* [DATA FOR THE TASK]:
* * * *
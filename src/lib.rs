//! Core library for Coltree, an editor for column-tagged JSON record trees.
//! Provides the addressable tree model, read-only filtering, and the
//! `{ columns, items }` document format with file-backed sessions.

pub mod document;
mod error;
pub mod filter;
mod item;
mod model;
mod session;
pub mod statics;
mod value;

pub use document::Document;
pub use error::{AddressError, FormatError};
pub use filter::{FilterColumn, Pattern};
pub use item::{Fields, Item, ItemArena, ItemId, ItemRecord};
pub use model::{ModelEvent, ModelObserver, TreeModel};
pub use session::{FileFormat, Session};
pub use value::{Map, Number, Value};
* * * *
Set out exactly the run of lines that begins at the line holding "mod session;" and ends at the last line of the data.

* [OUTPUT FOR THIS TASK]:
mod session;
pub mod statics;
mod value;

pub use document::Document;
pub use error::{AddressError, FormatError};
pub use filter::{FilterColumn, Pattern};
pub use item::{Fields, Item, ItemArena, ItemId, ItemRecord};
pub use model::{ModelEvent, ModelObserver, TreeModel};
pub use session::{FileFormat, Session};
pub use value::{Map, Number, Value};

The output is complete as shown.